Here’s the thing about these brownies: they taste like Cadbury Eggs, but BETTER. That’s because they aren’t as cloying sweet. The brownie layer balances things out in a magical way.
This is a time-consuming recipe because of the layers and the refrigeration time involved, but it’s not hard. The first stage is the only one that requires baking.
I will forever be amazed at how the cream filling layer turns out, too. It’s eerily like the non-runny portion of the Cadbury Egg filling. But you make it yourself. It boggles the mind.
Even better, these brownies will keep as long as a week if sealed and kept in the fridge. Trust me, there is NOTHING healthy about these. You want to make these to share with a crowd!
I’ve modified this a good bit, but I must give credit to the original recipe from Love and Oil. They shared something amazing.
Bready or Not: Cadbury Egg Brownies
Equipment
- 9x13 pan
- aluminum foil or parchment paper
- uneven spatula
- microwave safe bowl or double boiler
Ingredients
For Brownies:
- 1 1/3 cup all-purpose flour
- 1/4 cup cocoa powder sifted
- 1 teaspoon salt
- 1 teaspoon espresso powder optional
- 12 ounces milk chocolate chopped
- 1 cup unsalted butter (2 sticks) cut into cubes
- 1/2 cup white sugar
- 1 cup light brown sugar packed
- 4 large eggs room temperature, lightly beaten
- 2 teaspoons vanilla extract
For Cream Filling:
- 1/2 cup light corn syrup
- 4 tablespoons unsalted butter (half stick) room temperature
- 1 teaspoon vanilla extract
- 1/4 teaspoon salt
- 3 cups confectioners' sugar sifted
- yellow food coloring gel
For Glaze:
- 8 ounces milk chocolate chopped
- 4 Tablespoons unsalted butter half stick, cut into cubes
Instructions
Brownie stage
- Preheat oven to 350-degrees. Line the bottom and sides of a 9x13-inch pan with aluminum foil or parchment paper, making sure to overlap the sides to create handles. Cover with nonstick spray.
- Sift together flour, cocoa, and salt (and espresso powder, if using) in a small bowl and set aside.
- Melt chocolate and butter together in a double boiler or in slow increments in microwave. Stir until smooth. Whisk in sugars and stir until dissolved and mixture has cooled slightly, then add eggs and vanilla extract until just combined.
- Fold together the chocolate and flour mixes until just incorporated. Pour into prepared pan.
- Bake for 25 to 30 minutes or until toothpick inserted into the middle comes out clean. Transfer pan to a wire rack and allow to cool completely.
Cream filling stage
- Beat together corn syrup, butter, vanilla, and salt on medium-high speed until smooth. Add powdered sugar, a little bit at a time, mixing until creamy.

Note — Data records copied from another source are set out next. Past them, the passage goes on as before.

//! Progress tracking and polling for long-running ARM operations
//!
//! A mutating request that is accepted but not finished leaves a
//! [`PendingOperation`] behind. It is advanced only by polling one of:
//!
//! - the `Azure-AsyncOperation` URL, whose body reports a `status`
//! - the `Location` URL, which answers 202 until the work is done
//! - the resource itself, whose `properties.provisioningState` settles
//! - the resource itself after a bare 202 to DELETE, until it answers 404
//!
//! Polling stops on the first terminal status, on timeout, or when the
//! caller's cancellation token fires. A status check is always made before
//! the operation is declared timed out.

use std::sync::Arc;
use std::time::{Duration, Instant};

use reqwest::StatusCode;
use reqwest::header::HeaderMap;
use serde_json::Value;
use tokio_util::sync::CancellationToken;
use url::Url;

use crate::client::ResourceClient;
use crate::error::{CoreError, Result};
use crate::resource::GenericResource;

/// Progress events emitted while an operation is pending
#[derive(Debug, Clone)]
pub enum ProgressEvent {
    /// Operation was accepted and polling begins
    Started { operation: String },
    /// Polling iteration with current status
    Polling {
        operation: String,
        status: String,
        elapsed: Duration,
    },
    /// Operation completed successfully
    Completed { operation: String },
    /// Operation failed, timed out or was cancelled
    Failed { operation: String, error: String },
}

/// Callback type for progress updates
///
/// The CLI uses this to drive a spinner.
pub type ProgressCallback = Arc<dyn Fn(ProgressEvent) + Send + Sync>;

/// Per-call options for long-running operations
#[derive(Clone, Default)]
pub struct LroOptions {
    /// Aborts the in-flight request and the poll loop
    pub cancel: Option<CancellationToken>,
    pub on_progress: Option<ProgressCallback>,
}

impl LroOptions {
    pub fn with_cancel(mut self, cancel: CancellationToken) -> Self {
        self.cancel = Some(cancel);
        self
    }

    pub fn with_progress(mut self, on_progress: ProgressCallback) -> Self {
        self.on_progress = Some(on_progress);
        self
    }

    pub(crate) fn emit(&self, event: ProgressEvent) {
        if let Some(cb) = &self.on_progress {
            cb(event);
        }
    }
}

/// Run `fut` unless the token fires first.
pub(crate) async fn cancellable<F>(cancel: Option<&CancellationToken>, fut: F) -> Result<F::Output>
where
    F: std::future::Future,
{
    match cancel {
        Some(token) => tokio::select! {
            biased;
            _ = token.cancelled() => Err(CoreError::Cancelled),
            out = fut => Ok(out),
        },
        None => Ok(fut.await),
    }
}

/// Where the status of a pending operation is read from
#[derive(Debug, Clone, PartialEq, Eq)]
pub enum PollTarget {
    AsyncOperation(Url),
    Location(Url),
    ProvisioningState(Url),
    /// A deleted resource, gone once it answers 404
    Deletion(Url),
}

#[derive(Debug, Clone, Copy, PartialEq, Eq)]
enum Phase {
    InProgress,
    Succeeded,
    Failed,
}

fn classify(status: &str) -> Phase {
    match status.to_ascii_lowercase().as_str() {
        "succeeded" => Phase::Succeeded,
        "failed" | "canceled" | "cancelled" => Phase::Failed,
        _ => Phase::InProgress,
    }
}

/// Whether a provisioning state still needs polling
pub(crate) fn is_terminal_state(status: &str) -> bool {
    classify(status) != Phase::InProgress
}

/// `Retry-After` in seconds, when the service sends one
pub(crate) fn retry_after(headers: &HeaderMap) -> Option<Duration> {
    headers
        .get(reqwest::header::RETRY_AFTER)
        .and_then(|v| v.to_str().ok())
        .and_then(|v| v.trim().parse::<u64>().ok())
        .map(Duration::from_secs)
}

fn header_url(headers: &HeaderMap, name: &str) -> Option<Url> {
    headers
        .get(name)
        .and_then(|v| v.to_str().ok())
        .and_then(|v| Url::parse(v).ok())
}

/// Pick the poll target for an accepted response, if it is not already done.
///
/// `resource_url` is polled for provisioning state when the initial body
/// reports a non-terminal `provisioningState`.
pub(crate) fn poll_target(
    status: StatusCode,
    headers: &HeaderMap,
    body: Option<&GenericResource>,
    resource_url: Option<&Url>,
) -> Option<PollTarget> {
    if let Some(url) = header_url(headers, "azure-asyncoperation") {
        return Some(PollTarget::AsyncOperation(url));
    }
    if status == StatusCode::ACCEPTED
        && let Some(url) = header_url(headers, "location")
    {
        return Some(PollTarget::Location(url));
    }
    match (body.and_then(GenericResource::provisioning_state), resource_url) {
        (Some(state), Some(url)) if !is_terminal_state(state) => {
            Some(PollTarget::ProvisioningState(url.clone()))
        }
        _ => None,
    }
}

/// Parse a response body that may be empty or not a resource at all.
pub(crate) fn parse_resource(text: &str) -> Option<GenericResource> {
    if text.trim().is_empty() {
        return None;
    }
    serde_json::from_str(text).ok()
}

/// An accepted create/update/delete that has not finished yet
#[derive(Debug)]
pub struct PendingOperation {
    operation: String,
    target: PollTarget,
    first_delay: Option<Duration>,
}

impl PendingOperation {
    pub fn new(operation: impl Into<String>, target: PollTarget) -> Self {
        Self {
            operation: operation.into(),
            target,
            first_delay: None,
        }
    }

    /// Delay before the first status check, from the accepting response
    pub fn with_first_delay(mut self, delay: Option<Duration>) -> Self {
        self.first_delay = delay;
        self
    }

    /// Poll until the operation is terminal.
    ///
    /// Returns the resource body when the terminal response carried one.
    pub async fn wait(
        self,
        client: &ResourceClient,
        options: &LroOptions,
    ) -> Result<Option<GenericResource>> {
        let policy = client.polling();
        let timeout = policy.timeout();
        let interval = policy.interval();
        let start = Instant::now();
        let mut delay = self.first_delay.unwrap_or(interval);

        options.emit(ProgressEvent::Started {
            operation: self.operation.clone(),
        });

        let result = loop {
            // Never sleep past the deadline; the check after it still runs
            let remaining = timeout.saturating_sub(start.elapsed());
            let sleep = tokio::time::sleep(delay.min(remaining));
            if let Err(e) = cancellable(options.cancel.as_ref(), sleep).await {
                break Err(e);
            }

            let url = match &self.target {
                PollTarget::AsyncOperation(url)
                | PollTarget::Location(url)
                | PollTarget::ProvisioningState(url)
                | PollTarget::Deletion(url) => url.clone(),
            };
            let response = match client.get_url(url, options.cancel.as_ref()).await {
                Ok(response) => response,
                Err(e) => break Err(e),
            };
            let status = response.status();
            delay = retry_after(response.headers()).unwrap_or(interval);
            let text = match response.text().await {
                Ok(text) => text,
                Err(e) => break Err(e.into()),
            };

            match self.check(status, &text) {
                Ok(Some(done)) => break Ok(done),
                Ok(None) => {}
                Err(e) => break Err(e),
            }

            let reported = self.reported_status(status, &text);
            tracing::debug!(
                "{}: status '{}' after {:.1}s",
                self.operation,
                reported,
                start.elapsed().as_secs_f64()
            );
            options.emit(ProgressEvent::Polling {
                operation: self.operation.clone(),
                status: reported,
                elapsed: start.elapsed(),
            });

            if start.elapsed() >= timeout {
                break Err(CoreError::PollTimeout(timeout));
            }
        };

        match &result {
            Ok(_) => {
                tracing::info!("{} completed", self.operation);
                options.emit(ProgressEvent::Completed {
                    operation: self.operation.clone(),
                });
            }
            Err(e) => {
                tracing::warn!("{} failed: {}", self.operation, e);
                options.emit(ProgressEvent::Failed {
                    operation: self.operation.clone(),
                    error: e.to_string(),
                });
            }
        }
        result
    }

    /// `Ok(Some(_))` when terminal success, `Ok(None)` to keep polling.
    fn check(&self, status: StatusCode, text: &str) -> Result<Option<Option<GenericResource>>> {
        match &self.target {
            PollTarget::AsyncOperation(_) => {
                if !status.is_success() {
                    return Err(remote(status, text));
                }
                let body: Value = serde_json::from_str(text)?;
                let reported = body.get("status").and_then(Value::as_str).unwrap_or("");
                match classify(reported) {
                    Phase::Succeeded => Ok(Some(None)),
                    Phase::Failed => Err(CoreError::OperationFailed {
                        status: reported.to_string(),
                        body: body
                            .get("error")
                            .map(Value::to_string)
                            .unwrap_or_else(|| text.to_string()),
                    }),
                    Phase::InProgress => Ok(None),
                }
            }
            PollTarget::Location(_) => match status {
                StatusCode::ACCEPTED => Ok(None),
                StatusCode::OK | StatusCode::CREATED | StatusCode::NO_CONTENT => {
                    Ok(Some(parse_resource(text)))
                }
                _ => Err(remote(status, text)),
            },
            PollTarget::ProvisioningState(_) => {
                if status != StatusCode::OK {
                    return Err(remote(status, text));
                }
                let resource: GenericResource = serde_json::from_str(text)?;
                let state = resource.provisioning_state().unwrap_or("Succeeded");
                match classify(state) {
                    Phase::Succeeded => Ok(Some(Some(resource))),
                    Phase::Failed => Err(CoreError::OperationFailed {
                        status: state.to_string(),
                        body: text.to_string(),
                    }),
                    Phase::InProgress => Ok(None),
                }
            }
            PollTarget::Deletion(_) => match status {
                StatusCode::NOT_FOUND => Ok(Some(None)),
                StatusCode::OK => {
                    let state = parse_resource(text)
                        .and_then(|r| r.provisioning_state().map(str::to_string));
                    match state.as_deref().map(classify) {
                        Some(Phase::Failed) => Err(CoreError::OperationFailed {
                            status: state.unwrap_or_default(),
                            body: text.to_string(),
                        }),
                        _ => Ok(None),
                    }
                }
                _ => Err(remote(status, text)),
            },
        }
    }

    fn reported_status(&self, status: StatusCode, text: &str) -> String {
        let field = match &self.target {
            PollTarget::Location(_) => return status.to_string(),
            PollTarget::Deletion(_) if status == StatusCode::NOT_FOUND => {
                return status.to_string();
            }
            PollTarget::Deletion(_) => "/properties/provisioningState",
            PollTarget::AsyncOperation(_) => "/status",
            PollTarget::ProvisioningState(_) => "/properties/provisioningState",
        };
        serde_json::from_str::<Value>(text)
            .ok()
            .and_then(|v| v.pointer(field).and_then(Value::as_str).map(str::to_string))
            .unwrap_or_else(|| "Unknown".to_string())
    }
}

pub(crate) fn remote(status: StatusCode, body: &str) -> CoreError {
    CoreError::Remote {
        status: status.as_u16(),
        body: body.to_string(),
    }
}

#[cfg(test)]
mod tests {
    use super::*;
    use reqwest::header::HeaderValue;
    use serde_json::json;

    #[test]
    fn test_classify_case_insensitive() {
        assert_eq!(classify("Succeeded"), Phase::Succeeded);
        assert_eq!(classify("SUCCEEDED"), Phase::Succeeded);
        assert_eq!(classify("Failed"), Phase::Failed);
        assert_eq!(classify("Canceled"), Phase::Failed);
        assert_eq!(classify("InProgress"), Phase::InProgress);
        assert_eq!(classify(""), Phase::InProgress);
    }

    #[test]
    fn test_async_operation_header_wins() {
        let mut headers = HeaderMap::new();
        headers.insert(
            "azure-asyncoperation",
            HeaderValue::from_static("https://management.azure.com/operations/1"),
        );
        headers.insert(
            "location",
            HeaderValue::from_static("https://management.azure.com/results/1"),
        );
        let target = poll_target(StatusCode::ACCEPTED, &headers, None, None);
        assert!(matches!(target, Some(PollTarget::AsyncOperation(_))));
    }

    #[test]
    fn test_location_only_on_accepted() {
        let mut headers = HeaderMap::new();
        headers.insert(
            "location",
            HeaderValue::from_static("https://management.azure.com/results/1"),
        );
        assert!(matches!(
            poll_target(StatusCode::ACCEPTED, &headers, None, None),
            Some(PollTarget::Location(_))
        ));
        assert_eq!(poll_target(StatusCode::CREATED, &headers, None, None), None);
    }

    #[test]
    fn test_provisioning_state_target() {
        let url = Url::parse("https://management.azure.com/r?api-version=1").unwrap();
        let creating: GenericResource =
            serde_json::from_value(json!({"properties": {"provisioningState": "Creating"}}))
                .unwrap();
        let done: GenericResource =
            serde_json::from_value(json!({"properties": {"provisioningState": "Succeeded"}}))
                .unwrap();
        let headers = HeaderMap::new();

        assert_eq!(
            poll_target(StatusCode::CREATED, &headers, Some(&creating), Some(&url)),
            Some(PollTarget::ProvisioningState(url.clone()))
        );
        assert_eq!(
            poll_target(StatusCode::CREATED, &headers, Some(&done), Some(&url)),
            None
        );
        assert_eq!(
            poll_target(StatusCode::CREATED, &headers, Some(&creating), None),
            None
        );
    }

    #[test]
    fn test_retry_after() {
        let mut headers = HeaderMap::new();
        assert_eq!(retry_after(&headers), None);
        headers.insert("retry-after", HeaderValue::from_static("7"));
        assert_eq!(retry_after(&headers), Some(Duration::from_secs(7)));
        headers.insert(
            "retry-after",
            HeaderValue::from_static("Wed, 21 Oct 2015 07:28:00 GMT"),
        );
        assert_eq!(retry_after(&headers), None);
    }

    #[test]
    fn test_parse_resource_empty() {
        assert_eq!(parse_resource(""), None);
        assert_eq!(parse_resource("  "), None);
        assert!(parse_resource(r#"{"name":"s1"}"#).is_some());
    }
}
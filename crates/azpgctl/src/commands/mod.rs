//! Command implementations

pub mod firewall_rule;
pub mod group;
pub mod lifecycle;
pub mod progress;
pub mod server;

use tokio_util::sync::CancellationToken;

use crate::cli::{OutputFormat, ServerTarget};
use crate::connection::ConnectionManager;

/// Everything a command handler needs besides its own arguments
pub struct CommandContext<'a> {
    pub conn_mgr: &'a ConnectionManager,
    pub output: OutputFormat,
    pub cancel: CancellationToken,
}

impl CommandContext<'_> {
    /// Resource group and server name, falling back to the `[lifecycle]` defaults
    pub fn server_target(&self, target: &ServerTarget) -> (String, String) {
        let settings = &self.conn_mgr.config.lifecycle;
        (
            target
                .resource_group
                .clone()
                .unwrap_or_else(|| settings.resource_group.clone()),
            target
                .name
                .clone()
                .unwrap_or_else(|| settings.server_name.clone()),
        )
    }
}
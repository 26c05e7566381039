//! The `lifecycle` command

use std::time::Duration;

use azpgctl_core::lifecycle::{DelayGate, NoGate, PhaseGate, ReadinessGate};
use azpgctl_core::{LifecyclePlan, LroOptions, run_lifecycle};
use tracing::info;

use super::CommandContext;
use super::progress::Spinner;
use crate::cli::{GateKind, LifecycleArgs};
use crate::error::Result as CliResult;
use crate::gate::PromptGate;
use crate::output::print_output;

fn build_plan(args: &LifecycleArgs, ctx: &CommandContext<'_>) -> LifecyclePlan {
    let mut settings = ctx.conn_mgr.config.lifecycle.clone();
    if let Some(group) = &args.resource_group {
        settings.resource_group = group.clone();
    }
    if let Some(server) = &args.server_name {
        settings.server_name = server.clone();
    }
    if let Some(location) = &args.location {
        settings.location = location.clone();
    }
    if let Some(on_failure) = args.on_failure {
        settings.on_failure = on_failure;
    }
    LifecyclePlan::from_settings(&settings)
}

fn build_gate(args: &LifecycleArgs) -> Box<dyn PhaseGate> {
    match args.gate {
        GateKind::None => Box::new(NoGate),
        GateKind::Prompt => Box::new(PromptGate::stdin()),
        GateKind::Delay => Box::new(DelayGate(Duration::from_secs(args.gate_delay_secs))),
        GateKind::Ready => Box::new(ReadinessGate),
    }
}

pub async fn handle_lifecycle_command(
    args: &LifecycleArgs,
    ctx: &CommandContext<'_>,
) -> CliResult<()> {
    let client = ctx.conn_mgr.create_client()?;
    let plan = build_plan(args, ctx);
    let gate = build_gate(args);
    info!(
        "Running lifecycle for {}/{} (gate: {:?}, on failure: {:?})",
        plan.resource_group, plan.server_name, args.gate, plan.on_failure
    );

    // The prompt gate reads stdin, which a spinner would overdraw
    let spinner = (args.gate != GateKind::Prompt).then(|| {
        Spinner::new(
            format!("Lifecycle {}/{}", plan.resource_group, plan.server_name),
            ctx.cancel.clone(),
        )
    });
    let options = match &spinner {
        Some(spinner) => spinner.options().clone(),
        None => LroOptions::default().with_cancel(ctx.cancel.clone()),
    };

    let result = run_lifecycle(&client, &plan, gate.as_ref(), &options).await;
    if let Some(spinner) = &spinner {
        spinner.finish();
    }

    match result {
        Ok(report) => print_output(report, ctx.output)?,
        Err(e) => {
            // Partial report: stages completed and resources created
            print_output(&e.report, ctx.output)?;
            return Err(e.into());
        }
    }
    Ok(())
}
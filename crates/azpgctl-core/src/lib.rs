//! # azpgctl-core
//!
//! Control-plane engine for managed PostgreSQL servers on Azure Resource
//! Manager. The CLI is a thin layer over this crate.
//!
//! ## Layers
//!
//! - [`client`] - authenticated GET / PUT / PATCH / DELETE against the generic
//!   resource API, with long-running-operation polling
//! - [`models`] - typed request bodies that convert to [`GenericResource`]
//! - [`servers`] - create / update / restore / delete workflows
//! - [`lifecycle`] - the linear provision-to-teardown sequence
//! - [`config`] and [`auth`] - settings, credentials and bearer tokens
//!
//! ## Example
//!
//! ```rust,ignore
//! use std::sync::Arc;
//! use azpgctl_core::{ClientConfig, ClientSecretCredential, Config, ResourceClient};
//!
//! let config = Config::load()?;
//! let creds = config.resolve_credentials()?;
//! let http = reqwest::Client::new();
//! let credential = ClientSecretCredential::new(
//!     http.clone(),
//!     &config.endpoints.authority_url()?,
//!     &creds.tenant_id,
//!     creds.client_id,
//!     creds.client_secret,
//!     config.endpoints.token_resource.clone(),
//! )?;
//! let client = ResourceClient::with_http(
//!     http,
//!     ClientConfig::from_config(&config, creds.subscription_id)?,
//!     Arc::new(credential),
//! );
//!
//! let server = client.get(&client.server_id("g1", "s1")).await?;
//! ```

pub mod auth;
pub mod client;
pub mod config;
pub mod error;
pub mod lifecycle;
pub mod models;
pub mod progress;
pub mod resource;
pub mod servers;

pub use auth::{AccessToken, ClientSecretCredential, StaticToken, TokenCredential};
pub use client::{ClientConfig, ResourceClient, UpdateMethod};
pub use config::{Config, ConfigError};
pub use error::{CoreError, Result};
pub use lifecycle::{
    LifecycleError, LifecyclePlan, LifecycleReport, LifecycleStage, OnFailure, PhaseGate,
    run_lifecycle,
};
pub use progress::{LroOptions, ProgressCallback, ProgressEvent};
pub use resource::{GenericResource, ResourceGroupId, ResourceId, Sku};
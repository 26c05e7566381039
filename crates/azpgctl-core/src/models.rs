//! Typed request models for PostgreSQL servers and firewall rules
//!
//! These serialize to the same JSON shape as [`GenericResource`], so each one
//! converts into a generic body right before a request. The `additional` maps
//! carry provider properties that are not modelled here.

use chrono::{DateTime, Utc};
use serde::{Deserialize, Serialize};
use serde_json::{Map, Value};
use std::fmt;

use crate::error::Result;
use crate::resource::{GenericResource, Sku};

/// Supported PostgreSQL server versions
#[derive(Debug, Clone, Copy, PartialEq, Eq, Serialize, Deserialize, clap::ValueEnum)]
pub enum ServerVersion {
    #[serde(rename = "9.5")]
    #[value(name = "9.5")]
    V9_5,
    #[serde(rename = "9.6")]
    #[value(name = "9.6")]
    V9_6,
}

impl ServerVersion {
    pub fn as_str(&self) -> &'static str {
        match self {
            ServerVersion::V9_5 => "9.5",
            ServerVersion::V9_6 => "9.6",
        }
    }
}

impl fmt::Display for ServerVersion {
    fn fmt(&self, f: &mut fmt::Formatter<'_>) -> fmt::Result {
        f.write_str(self.as_str())
    }
}

/// Pricing tiers
#[derive(Debug, Clone, Copy, PartialEq, Eq, Serialize, Deserialize, clap::ValueEnum)]
pub enum SkuTier {
    Basic,
    Standard,
}

impl SkuTier {
    pub fn as_str(&self) -> &'static str {
        match self {
            SkuTier::Basic => "Basic",
            SkuTier::Standard => "Standard",
        }
    }

    /// SKU name for a given capacity, e.g. `PGSQLB50`
    pub fn sku_name(&self, compute_units: u32) -> String {
        let letter = match self {
            SkuTier::Basic => 'B',
            SkuTier::Standard => 'S',
        };
        format!("PGSQL{}{}", letter, compute_units)
    }
}

impl fmt::Display for SkuTier {
    fn fmt(&self, f: &mut fmt::Formatter<'_>) -> fmt::Result {
        f.write_str(self.as_str())
    }
}

#[derive(Debug, Clone, Copy, PartialEq, Eq, Serialize, Deserialize)]
pub enum CreateMode {
    Default,
    PointInTimeRestore,
}

#[derive(Debug, Clone, Copy, PartialEq, Eq, Serialize, Deserialize)]
pub enum SslEnforcement {
    Enabled,
    Disabled,
}

/// Flattened server parameters used at call sites.
///
/// Only lives long enough to be turned into a [`ServerForCreate`].
#[derive(Debug, Clone, PartialEq, Eq)]
pub struct ServerProperties {
    pub administrator_login: String,
    pub administrator_password: String,
    pub version: ServerVersion,
    pub tier: SkuTier,
    /// SKU capacity; the tier default when unset
    pub compute_units: Option<u32>,
    /// Storage size in GB, sent as `storageMB`; the tier default when unset
    pub storage_gb: Option<u32>,
}

impl ServerProperties {
    pub fn into_create_request(self, location: impl Into<String>) -> ServerForCreate {
        let sku = Sku {
            name: self.compute_units.map(|units| self.tier.sku_name(units)),
            tier: Some(self.tier.as_str().to_string()),
            capacity: self.compute_units,
        };

        ServerForCreate {
            location: location.into(),
            sku: Some(sku),
            properties: ServerPropertiesForDefaultCreate {
                create_mode: CreateMode::Default,
                administrator_login: self.administrator_login,
                administrator_login_password: self.administrator_password,
                version: self.version,
                ssl_enforcement: SslEnforcement::Enabled,
                storage_mb: self.storage_gb.map(|gb| u64::from(gb) * 1024),
                additional: Map::new(),
            },
        }
    }
}

/// Conversion of a typed body into the generic wire representation
pub trait IntoGenericResource: Serialize {
    fn to_generic(&self) -> Result<GenericResource> {
        Ok(serde_json::from_value(serde_json::to_value(self)?)?)
    }
}

/// Full PUT body for a new server
#[derive(Debug, Clone, PartialEq, Serialize, Deserialize)]
pub struct ServerForCreate {
    pub location: String,
    #[serde(default, skip_serializing_if = "Option::is_none")]
    pub sku: Option<Sku>,
    pub properties: ServerPropertiesForDefaultCreate,
}

#[derive(Debug, Clone, PartialEq, Serialize, Deserialize)]
#[serde(rename_all = "camelCase")]
pub struct ServerPropertiesForDefaultCreate {
    pub create_mode: CreateMode,
    pub administrator_login: String,
    pub administrator_login_password: String,
    pub version: ServerVersion,
    pub ssl_enforcement: SslEnforcement,
    #[serde(rename = "storageMB", default, skip_serializing_if = "Option::is_none")]
    pub storage_mb: Option<u64>,
    #[serde(flatten)]
    pub additional: Map<String, Value>,
}

impl IntoGenericResource for ServerForCreate {}

/// PUT body for a point-in-time restore into a new server
#[derive(Debug, Clone, PartialEq, Serialize, Deserialize)]
pub struct ServerForRestore {
    pub location: String,
    pub properties: ServerPropertiesForRestore,
}

#[derive(Debug, Clone, PartialEq, Serialize, Deserialize)]
#[serde(rename_all = "camelCase")]
pub struct ServerPropertiesForRestore {
    pub create_mode: CreateMode,
    pub source_server_id: String,
    pub restore_point_in_time: DateTime<Utc>,
    #[serde(flatten)]
    pub additional: Map<String, Value>,
}

impl ServerForRestore {
    pub fn new(
        location: impl Into<String>,
        source_server_id: impl Into<String>,
        restore_point_in_time: DateTime<Utc>,
    ) -> Self {
        Self {
            location: location.into(),
            properties: ServerPropertiesForRestore {
                create_mode: CreateMode::PointInTimeRestore,
                source_server_id: source_server_id.into(),
                restore_point_in_time,
                additional: Map::new(),
            },
        }
    }
}

impl IntoGenericResource for ServerForRestore {}

/// PATCH body; only fields that are set are sent
#[derive(Debug, Clone, Default, PartialEq, Serialize, Deserialize)]
pub struct ServerUpdate {
    #[serde(default, skip_serializing_if = "Option::is_none")]
    pub sku: Option<Sku>,
    pub properties: ServerUpdateProperties,
}

#[derive(Debug, Clone, Default, PartialEq, Serialize, Deserialize)]
#[serde(rename_all = "camelCase")]
pub struct ServerUpdateProperties {
    #[serde(default, skip_serializing_if = "Option::is_none")]
    pub administrator_login_password: Option<String>,
    #[serde(default, skip_serializing_if = "Option::is_none")]
    pub version: Option<ServerVersion>,
    #[serde(default, skip_serializing_if = "Option::is_none")]
    pub ssl_enforcement: Option<SslEnforcement>,
    #[serde(rename = "storageMB", default, skip_serializing_if = "Option::is_none")]
    pub storage_mb: Option<u64>,
    #[serde(flatten)]
    pub additional: Map<String, Value>,
}

impl ServerUpdate {
    pub fn password(new_password: impl Into<String>) -> Self {
        Self {
            sku: None,
            properties: ServerUpdateProperties {
                administrator_login_password: Some(new_password.into()),
                ..Default::default()
            },
        }
    }
}

impl IntoGenericResource for ServerUpdate {}

/// PUT body for a server firewall rule
#[derive(Debug, Clone, PartialEq, Serialize, Deserialize)]
pub struct FirewallRule {
    pub properties: FirewallRuleProperties,
}

#[derive(Debug, Clone, PartialEq, Serialize, Deserialize)]
#[serde(rename_all = "camelCase")]
pub struct FirewallRuleProperties {
    pub start_ip_address: String,
    pub end_ip_address: String,
    #[serde(flatten)]
    pub additional: Map<String, Value>,
}

impl FirewallRule {
    pub fn new(start_ip_address: impl Into<String>, end_ip_address: impl Into<String>) -> Self {
        Self {
            properties: FirewallRuleProperties {
                start_ip_address: start_ip_address.into(),
                end_ip_address: end_ip_address.into(),
                additional: Map::new(),
            },
        }
    }
}

impl IntoGenericResource for FirewallRule {}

- Dump 3/4 of the cream mixture on top of cooled brownies and spread into an even layer. Add a drop of yellow food coloring gel to remaining cream mixture and stir until evenly colored. Drop dollops of yellow cream on top of white layer, and then swirl gently with a spatula. Refrigerate for at least 2 hours or until set.
Glaze stage
- Slowly melt the chocolate and butter together in a double boiler or microwave bowl. Stir until smooth. Pour over cream filling, carefully spreading into a thin, even layer.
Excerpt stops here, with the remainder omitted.